Aceh, Wilayah yang Menghadapi Krisis Deforestasi
Aceh merupakan salah satu wilayah di Indonesia yang dikenal sebagai paru-paru dunia. Hal ini disebabkan oleh keberadaan Taman Nasional Gunung Leuser (TNGL), yang menjadi bagian dari Kawasan Ekosistem Leuser (KEL). TNGL adalah hutan tropis yang kaya akan keanekaragaman hayati, termasuk spesies langka seperti harimau Sumatera, gajah sumatera, orang utan sumatera, dan badak sumatera. Namun, saat ini, Aceh menghadapi tantangan besar dalam bentuk deforestasi yang mengancam keberlanjutan ekosistem tersebut.
Deforestasi merujuk pada penurunan luas hutan akibat berbagai aktivitas manusia, seperti konversi lahan untuk infrastruktur, permukiman, pertanian, pertambangan, dan perkebunan. Aceh menjadi provinsi dengan tingkat deforestasi tertinggi di Indonesia. Fenomena ini bukan hanya masalah lingkungan biasa, melainkan bom waktu yang dapat mengancam kehidupan masyarakat setempat.
Menurut data dari Yayasan Hutan Alam dan Lingkungan Aceh (HAkA), pada tahun 2023, Aceh kehilangan tutupan hutan sebesar 6.780 hektare. Angka ini meningkat menjadi 10.610 hektare pada tahun 2024, atau naik sekitar 19 persen. Kawasan Ekosistem Leuser (KEL) menjadi area paling terdampak. Dari seluruh kabupaten, Aceh Timur menjadi yang paling banyak kehilangan hutan, yaitu 30.359 hektare, diikuti oleh Gayo Lues dengan 13.516 hektare, dan Aceh Utara sebesar 12.810 hektare.
Berdasarkan analisis Badan Perencanaan Pembangunan Daerah Aceh (BAPPEDA), faktor utama penyebab deforestasi di Aceh adalah aktivitas manusia yang dipengaruhi oleh kepentingan ekonomi. Beberapa aktivitas tersebut antara lain pengalihan hutan untuk pengembangan komoditas kehutanan seperti perkebunan komersial, konversi lahan menjadi pertanian campuran dan lahan kering, pembangunan infrastruktur di kawasan hutan, lemahnya pengelolaan sumber daya hutan, banyaknya aktivitas pertambangan, perluasan pemukiman, serta kurangnya upaya penegakan hukum terhadap perambahan lahan dan pembalakan liar.
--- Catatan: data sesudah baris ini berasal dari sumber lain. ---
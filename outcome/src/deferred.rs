use crate::{normalize_error, Outcome};
use futures::FutureExt;
use std::future::Future;
use std::panic::AssertUnwindSafe;

/// Awaits a deferred computation, converting any panic during polling into a
/// failed [`Outcome`].
///
/// # Arguments
///
/// * `future` - the deferred computation to await
///
/// # Remarks
///
/// The caller is suspended until the future settles; settlement to any value
/// is a success, including `()` and other empty values, while a panic is
/// caught and its payload routed through
/// [`normalize_error`](crate::normalize_error). No concurrency is introduced:
/// the future is only observed, not spawned. There is no timeout or
/// cancellation; if the future never settles, neither does the returned one,
/// and callers needing a deadline must race the result against their own
/// timer.
pub async fn run_async<T, Fut>(future: Fut) -> Outcome<T>
where
    Fut: Future<Output = T>,
{
    AssertUnwindSafe(future)
        .catch_unwind()
        .await
        .map_err(normalize_error)
}
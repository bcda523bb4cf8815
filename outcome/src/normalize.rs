use crate::NormalizedError;
#[cfg(any(feature = "json", feature = "regex"))]
use cfg_if::cfg_if;
use std::any::Any;
use std::error::Error;

// How the standard panic handler renders a payload it cannot print.
const OPAQUE_PAYLOAD: &str = "Box<dyn Any>";

macro_rules! stringify_payload {
    ($raw:ident, $($type:ty),+ $(,)?) => {
        $(
            if let Some(value) = $raw.downcast_ref::<$type>() {
                return NormalizedError::new(value.to_string());
            }
        )+
    };
}

/// Converts an arbitrary panic payload into a [`NormalizedError`].
///
/// # Arguments
///
/// * `raw` - the payload recovered from an unwound panic
///
/// # Remarks
///
/// Normalization is total: it never panics and never fails, whatever the
/// payload's shape. Classification runs in priority order:
///
/// 1. A [`NormalizedError`] payload is returned unchanged. A boxed
///    [error](Error) trait object is passed through with its concrete type
///    and extra fields preserved as the [source](Error::source).
/// 2. A [pattern](regex::Regex) payload yields the pattern's textual form
///    *(requires the `regex` feature)*.
/// 3. A structured [value](serde_json::Value) payload yields its compact
///    structural text, key order preserved; if serialization itself fails,
///    the message is the serializer's own failure text *(requires the `json`
///    feature)*.
/// 4. A primitive payload (string, integer of any width, float, boolean, or
///    character) yields its default textual conversion.
/// 5. Anything else yields the opaque-payload fallback text, matching the
///    standard panic handler's rendering.
pub fn normalize_error(raw: Box<dyn Any + Send>) -> NormalizedError {
    let raw = match raw.downcast::<NormalizedError>() {
        Ok(error) => return *error,
        Err(raw) => raw,
    };
    let raw = match raw.downcast::<Box<dyn Error + Send + Sync>>() {
        Ok(error) => return NormalizedError::passthrough(*error),
        Err(raw) => raw,
    };

    cfg_if! {
        if #[cfg(feature = "regex")] {
            let raw = match raw.downcast::<regex::Regex>() {
                Ok(pattern) => return NormalizedError::new(pattern.as_str()),
                Err(raw) => raw,
            };
        }
    }

    cfg_if! {
        if #[cfg(feature = "json")] {
            let raw = match raw.downcast::<serde_json::Value>() {
                Ok(value) => return NormalizedError::from_serialize(&*value),
                Err(raw) => raw,
            };
        }
    }

    stringify_payload!(
        raw, &str, String, i8, i16, i32, i64, i128, isize, u8, u16, u32, u64, u128, usize, f32,
        f64, bool, char,
    );

    NormalizedError::new(OPAQUE_PAYLOAD)
}
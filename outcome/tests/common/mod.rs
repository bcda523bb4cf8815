#![allow(dead_code)]

pub mod failures;
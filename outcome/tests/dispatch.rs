use outcome::{run, Computation};

#[test]
fn run_should_dispatch_call_synchronously() {
    // act
    let dispatched = run(Computation::call(|| 21 * 2));

    // assert
    assert!(dispatched.is_ready());
    assert_eq!(dispatched.ready().unwrap().unwrap(), 42);
}

#[test]
fn run_should_catch_panic_from_call() {
    // act
    let dispatched = run(Computation::call(|| -> i32 { panic!("routed boom") }));

    // assert
    let outcome = dispatched.ready().unwrap();
    assert_eq!(outcome.unwrap_err().message(), "routed boom");
}

#[tokio::test]
async fn run_should_dispatch_deferred_to_await() {
    // act
    let dispatched = run(Computation::defer(async { 21 * 2 }));

    // assert
    assert!(!dispatched.is_ready());
    assert_eq!(dispatched.settle().await.unwrap(), 42);
}

#[tokio::test]
async fn run_should_catch_panic_from_deferred() {
    // act
    let dispatched = run(Computation::defer(async {
        panic!("deferred routed boom");
    }));

    // assert
    let outcome = dispatched.settle().await;
    assert_eq!(outcome.unwrap_err().message(), "deferred routed boom");
}

#[tokio::test]
async fn settle_should_pass_ready_outcome_through() {
    // act
    let dispatched = run(Computation::call(|| "done"));

    // assert
    assert_eq!(dispatched.settle().await.unwrap(), "done");
}

#[test]
fn ready_should_be_none_for_deferred() {
    // act
    let dispatched = run(Computation::defer(async { 1 }));

    // assert
    assert!(dispatched.ready().is_none());
}
use serde::ser::Error as _;
use serde::{Serialize, Serializer};
use thiserror::Error;

/// A typed failure with an extra field, used to verify subtype preservation.
#[derive(Error, Debug, PartialEq)]
#[error("brew refused: {code}")]
pub struct BrewError {
    pub code: u16,
}

impl BrewError {
    pub fn new(code: u16) -> Self {
        Self { code }
    }
}

/// A value whose serialization always fails, standing in for a payload the
/// serializer cannot encode.
pub struct Unserializable;

impl Serialize for Unserializable {
    fn serialize<S: Serializer>(&self, _serializer: S) -> Result<S::Ok, S::Error> {
        Err(S::Error::custom("cannot serialize cyclic structure"))
    }
}
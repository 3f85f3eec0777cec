//! Error types for parameter decoding

/// Parameter codec errors
#[derive(Debug, Clone, PartialEq, Eq, thiserror::Error)]
pub enum ParamError {
    /// Application name failed the letters-only gate
    #[error("invalid application name: {0:?}")]
    InvalidAppName(String),

    /// A required parameter was absent from the query string
    #[error("missing parameter: {0}")]
    MissingParam(String),
}
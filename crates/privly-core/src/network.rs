//! Network service seam and its HTTP implementation
//!
//! The controller never talks HTTP directly; it goes through
//! [`NetworkService`] so tests can substitute a fake collaborator.

use crate::error::ClientError;
use crate::types::{ClientConfig, PostRecord};
use async_trait::async_trait;
use std::time::Duration;

/// Outcome of a session check
#[derive(Debug, Clone, Copy, PartialEq, Eq)]
pub enum SessionStatus {
    /// The collaborator reports an authenticated session
    SignedIn,
    /// The collaborator reports no session
    SignedOut,
}

/// Authenticated requests against the content server
#[async_trait]
pub trait NetworkService: Send + Sync {
    /// Report login/session status
    ///
    /// # Errors
    /// Transport failures are returned as errors; the controller collapses
    /// them with `SignedOut` into the same rejection path.
    async fn check_session(&self) -> Result<SessionStatus, ClientError>;

    /// Fetch the user's post list
    ///
    /// # Errors
    /// Returns [`ClientError::Fetch`] when the request or decode fails.
    async fn fetch_posts(&self) -> Result<Vec<PostRecord>, ClientError>;
}

/// Reqwest-backed network service
#[derive(Debug, Clone)]
pub struct HttpNetworkService {
    client: reqwest::Client,
    posts_url: String,
    session_url: String,
}

impl HttpNetworkService {
    /// Build a service from client configuration
    ///
    /// # Errors
    /// Returns [`ClientError::Http`] when the underlying client cannot be
    /// constructed.
    pub fn new(config: &ClientConfig) -> Result<Self, ClientError> {
        let client = reqwest::Client::builder()
            .timeout(Duration::from_secs(config.request_timeout_secs))
            .build()
            .map_err(|e| ClientError::Http(e.to_string()))?;

        Ok(Self {
            client,
            posts_url: config.posts_url(),
            session_url: config.session_url(),
        })
    }
}

#[async_trait]
impl NetworkService for HttpNetworkService {
    async fn check_session(&self) -> Result<SessionStatus, ClientError> {
        let response = self
            .client
            .get(&self.session_url)
            .send()
            .await
            .map_err(|e| ClientError::Http(e.to_string()))?;

        if response.status().is_success() {
            tracing::debug!("session check succeeded");
            Ok(SessionStatus::SignedIn)
        } else {
            tracing::debug!(status = %response.status(), "session check rejected");
            Ok(SessionStatus::SignedOut)
        }
    }

    async fn fetch_posts(&self) -> Result<Vec<PostRecord>, ClientError> {
        let response = self
            .client
            .get(&self.posts_url)
            .header(reqwest::header::ACCEPT, "application/json")
            .send()
            .await
            .map_err(|e| ClientError::Fetch(e.to_string()))?;

        if !response.status().is_success() {
            return Err(ClientError::Fetch(format!(
                "server answered {}",
                response.status()
            )));
        }

        response
            .json::<Vec<PostRecord>>()
            .await
            .map_err(|e| ClientError::Fetch(e.to_string()))
    }
}

#[cfg(test)]
mod tests {
    use super::*;

    #[test]
    fn http_service_builds_from_config() {
        let config = ClientConfig::new().with_domain("https://priv.ly");
        let service = HttpNetworkService::new(&config).unwrap();
        assert_eq!(service.posts_url, "https://priv.ly/posts");
        assert_eq!(service.session_url, "https://priv.ly/posts/user_account_data");
    }
}
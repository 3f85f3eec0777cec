//! Messaging bridge toward an optional host browser extension
//!
//! The channel is cooperative, best-effort, and fire-and-forget: no
//! acknowledgement, retry, or timeout is modeled. If no extension is
//! present the inbound hooks simply never fire and the page stays fully
//! usable.
//!
//! - [`ExtensionBridge`]: outbound capability (`notify_presence`,
//!   `relay_chosen_url`)
//! - [`ExtensionHooks`]: inbound hooks with no-op defaults
//! - [`HookDispatcher`]: origin-checked inbound dispatch
//! - [`NullBridge`] / [`ChannelBridge`]: extension-absent and in-process
//!   implementations

#![warn(unreachable_pub)]
#![allow(missing_docs)]

pub mod bridge;
pub mod channel;
pub mod error;
pub mod inbound;

pub use bridge::{ExtensionBridge, NullBridge};
pub use channel::{ChannelBridge, OutboundSignal};
pub use error::BridgeError;
pub use inbound::{ExtensionHooks, HookDispatcher, InboundMessage, InboundPayload, NoopHooks};

/// Version of this crate
pub const VERSION: &str = env!("CARGO_PKG_VERSION");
Dampak deforestasi dirasakan langsung oleh masyarakat Aceh. Perubahan pola hujan yang semakin ekstrem, berkurangnya kesuburan tanah, hilangnya keanekaragaman hayati, dan rusaknya habitat hewan menjadi beberapa dampak yang terlihat. Selain itu, deforestasi juga memicu kekeringan, peningkatan suhu udara, dan pemanasan global lokal. Pada tahun 2025, Aceh mencatat suhu tertinggi hingga 37,2 derajat Celcius. Bencana banjir juga sering terjadi, seperti yang terjadi di beberapa kecamatan di Aceh Jaya pada Oktober 2025. Data Pemerintah Aceh tahun 2024 menunjukkan bahwa provinsi ini mengalami 273 kali banjir dalam setahun.
Selain banjir, deforestasi juga menyebabkan tanah longsor, seperti yang terjadi di Kecamatan Birem Bayeun pada 10 September 2025. Untuk mengatasi masalah ini, Pemerintah Aceh melalui Dinas Lingkungan Hidup dan Kehutanan (DLHK) telah menerapkan sembilan langkah strategis. Langkah-langkah tersebut mencakup peningkatan efektivitas kesatuan pengelolaan hutan, peningkatan perlindungan dan pengamanan hutan, penyuluhan peningkatan kesadaran masyarakat, akses legal masyarakat melalui perhutanan sosial dan hutan adat, membuat rencana perlindungan dan pengelolaan ekosistem gambut, peningkatan produktivitas lahan budidaya, koordinasi lintas sektor, serta pendampingan operasional perhutanan sosial.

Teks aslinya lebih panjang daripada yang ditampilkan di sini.